use super::*;

impl GameEngine {
    pub(super) fn consume_pickup(&mut self, pos: Position, now_ms: u64) {
        match self.pickups.consume_at(pos) {
            PickupKind::None => {}
            PickupKind::Regular => {
                self.session.add_score(self.config.dot_points);
                self.events.push(GameEvent::PickupEaten { x: pos.x, y: pos.y });
            }
            PickupKind::Power => {
                self.session.add_score(self.config.power_points);
                self.events
                    .push(GameEvent::PowerPickupEaten { x: pos.x, y: pos.y });
                self.make_pursuers_vulnerable(now_ms);
            }
        }
    }

    // Restarts the countdown even when pursuers are already vulnerable.
    pub(super) fn make_pursuers_vulnerable(&mut self, now_ms: u64) {
        for pursuer in &mut self.pursuers {
            if pursuer.state != PursuerState::Captured {
                pursuer.state = PursuerState::Vulnerable;
            }
        }
        self.vulnerable_until = Some(now_ms.saturating_add(self.config.vulnerability_ms));
    }

    pub(super) fn end_vulnerability(&mut self) {
        self.vulnerable_until = None;
        for pursuer in &mut self.pursuers {
            if pursuer.state == PursuerState::Vulnerable {
                pursuer.state = PursuerState::Chase;
            }
        }
        self.events.push(GameEvent::VulnerabilityEnded);
    }

    pub(super) fn resolve_collisions(&mut self, now_ms: u64) {
        for idx in 0..self.pursuers.len() {
            if manhattan(self.pursuers[idx].position, self.player.position) > 1 {
                continue;
            }
            match self.pursuers[idx].state {
                PursuerState::Captured => {}
                PursuerState::Vulnerable => self.capture_pursuer(idx),
                PursuerState::Chase | PursuerState::Scatter => {
                    self.catch_player(now_ms);
                    return;
                }
            }
        }
    }

    fn capture_pursuer(&mut self, idx: usize) {
        let rally = self.config.rally;
        let pursuer = &mut self.pursuers[idx];
        pursuer.state = PursuerState::Captured;
        pursuer.position = rally;
        pursuer.target = rally;
        let kind = pursuer.kind;
        self.session.add_score(self.config.pursuer_points);
        self.events.push(GameEvent::PursuerCaptured { kind });
    }

    fn catch_player(&mut self, now_ms: u64) {
        let over = self.session.lose_life();
        self.events.push(GameEvent::PlayerCaught {
            lives_left: self.session.lives(),
        });
        self.vulnerable_until = None;

        if over {
            self.running = false;
            self.paused_until = None;
            self.events.push(GameEvent::GameOver {
                score: self.session.score(),
                level: self.session.level(),
            });
            return;
        }

        self.reset_agents();
        self.paused_until = Some(now_ms.saturating_add(self.config.capture_pause_ms));
    }
}

#[cfg(test)]
mod tests {
    use crate::config::EngineConfig;
    use crate::engine::GameEngine;
    use crate::session::Session;
    use crate::types::{Direction, GameEvent, PickupKind, Position, PursuerState};

    fn started_engine(seed: u32) -> GameEngine {
        let mut engine =
            GameEngine::new(EngineConfig::default(), Session::default(), seed).expect("valid setup");
        engine.start_game();
        engine.build_snapshot(true);
        engine
    }

    #[test]
    fn adjacent_chasing_pursuer_costs_a_life_and_resets_agents() {
        let mut engine = started_engine(5);
        engine.player.position = Position::new(5, 20);
        engine.pursuers[0].state = PursuerState::Chase;
        engine.pursuers[0].position = Position::new(5, 21);

        engine.resolve_collisions(engine.elapsed_ms);

        assert_eq!(engine.session.lives(), 2);
        assert_eq!(engine.player.position, engine.config.player_spawn);
        assert_eq!(engine.player.facing, Direction::Right);
        for (pursuer, spec) in engine.pursuers.iter().zip(engine.config.pursuers.iter()) {
            assert_eq!(pursuer.position, spec.spawn);
            assert_eq!(pursuer.state, PursuerState::Scatter);
        }
        assert!(engine.is_paused());
        assert!(engine.is_running());
    }

    #[test]
    fn same_cell_scatter_pursuer_also_catches() {
        let mut engine = started_engine(6);
        engine.player.position = Position::new(8, 8);
        engine.pursuers[3].position = Position::new(8, 8);
        engine.resolve_collisions(0);
        assert_eq!(engine.session.lives(), 2);
    }

    #[test]
    fn only_one_life_is_lost_per_collision_pass() {
        let mut engine = started_engine(7);
        engine.player.position = Position::new(8, 8);
        engine.pursuers[0].position = Position::new(8, 9);
        engine.pursuers[1].position = Position::new(9, 8);
        engine.resolve_collisions(0);
        assert_eq!(engine.session.lives(), 2);
    }

    #[test]
    fn vulnerable_pursuer_is_captured_and_sent_to_rally() {
        let mut engine = started_engine(8);
        engine.player.position = Position::new(5, 20);
        engine.pursuers[1].state = PursuerState::Vulnerable;
        engine.pursuers[1].position = Position::new(6, 20);
        let score_before = engine.session.score();

        engine.resolve_collisions(0);

        assert_eq!(engine.pursuers[1].state, PursuerState::Captured);
        assert_eq!(engine.pursuers[1].position, engine.config.rally);
        assert_eq!(engine.session.score(), score_before + 200);
        assert_eq!(engine.session.lives(), 3);
        assert_eq!(engine.player.position, Position::new(5, 20));
        assert!(!engine.is_paused());
        let snapshot = engine.build_snapshot(true);
        assert!(snapshot
            .events
            .iter()
            .any(|event| matches!(event, GameEvent::PursuerCaptured { .. })));
    }

    #[test]
    fn captured_pursuer_is_harmless() {
        let mut engine = started_engine(9);
        engine.player.position = Position::new(5, 20);
        engine.pursuers[0].state = PursuerState::Captured;
        engine.pursuers[0].position = Position::new(5, 21);
        engine.resolve_collisions(0);
        assert_eq!(engine.session.lives(), 3);
        assert_eq!(engine.pursuers[0].state, PursuerState::Captured);
    }

    #[test]
    fn distance_two_is_not_a_collision() {
        let mut engine = started_engine(10);
        engine.player.position = Position::new(5, 20);
        engine.pursuers[0].state = PursuerState::Chase;
        engine.pursuers[0].position = Position::new(6, 21);
        engine.resolve_collisions(0);
        assert_eq!(engine.session.lives(), 3);
    }

    #[test]
    fn last_life_ends_the_game_and_halts_the_loop() {
        let mut engine =
            GameEngine::new(EngineConfig::default(), Session::new(1), 11).expect("valid setup");
        engine.start_game();
        engine.player.position = Position::new(5, 20);
        engine.pursuers[0].position = Position::new(5, 21);

        engine.resolve_collisions(0);

        assert!(engine.session.is_over());
        assert!(!engine.session.is_active());
        assert!(!engine.is_running());
        assert!(!engine.is_paused());
        let events = engine.build_snapshot(true).events;
        assert!(events
            .iter()
            .any(|event| matches!(event, GameEvent::GameOver { .. })));

        let tick_before = engine.tick_count();
        engine.tick();
        assert_eq!(engine.tick_count(), tick_before);
    }

    #[test]
    fn power_pickup_scores_and_frightens_non_captured_pursuers() {
        let mut engine = started_engine(12);
        engine.pursuers[2].state = PursuerState::Captured;
        let score_before = engine.session.score();

        engine.consume_pickup(Position::new(1, 1), 400);

        assert_eq!(engine.session.score(), score_before + 50);
        assert_eq!(engine.pickups.kind_at(Position::new(1, 1)), PickupKind::None);
        assert_eq!(engine.vulnerable_until, Some(400 + engine.config.vulnerability_ms));
        for (idx, pursuer) in engine.pursuers.iter().enumerate() {
            let expected = if idx == 2 {
                PursuerState::Captured
            } else {
                PursuerState::Vulnerable
            };
            assert_eq!(pursuer.state, expected);
        }
    }

    #[test]
    fn second_power_pickup_restarts_the_countdown() {
        let mut engine = started_engine(13);
        engine.consume_pickup(Position::new(1, 1), 0);
        engine.consume_pickup(Position::new(26, 1), 8_000);
        assert_eq!(engine.vulnerable_until, Some(8_000 + engine.config.vulnerability_ms));
    }

    #[test]
    fn expiry_reverts_only_vulnerable_pursuers() {
        let mut engine = started_engine(14);
        engine.consume_pickup(Position::new(1, 1), 0);
        engine.pursuers[0].state = PursuerState::Captured;

        engine.end_vulnerability();

        assert_eq!(engine.pursuers[0].state, PursuerState::Captured);
        for pursuer in &engine.pursuers[1..] {
            assert_eq!(pursuer.state, PursuerState::Chase);
        }
        assert!(!engine.is_vulnerable());
    }
}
□ □ □
● **REQUIRED ACTION**:
Work out how many lines in the records above hold the string "None", then give only that count.

● **RESPONSE**:
5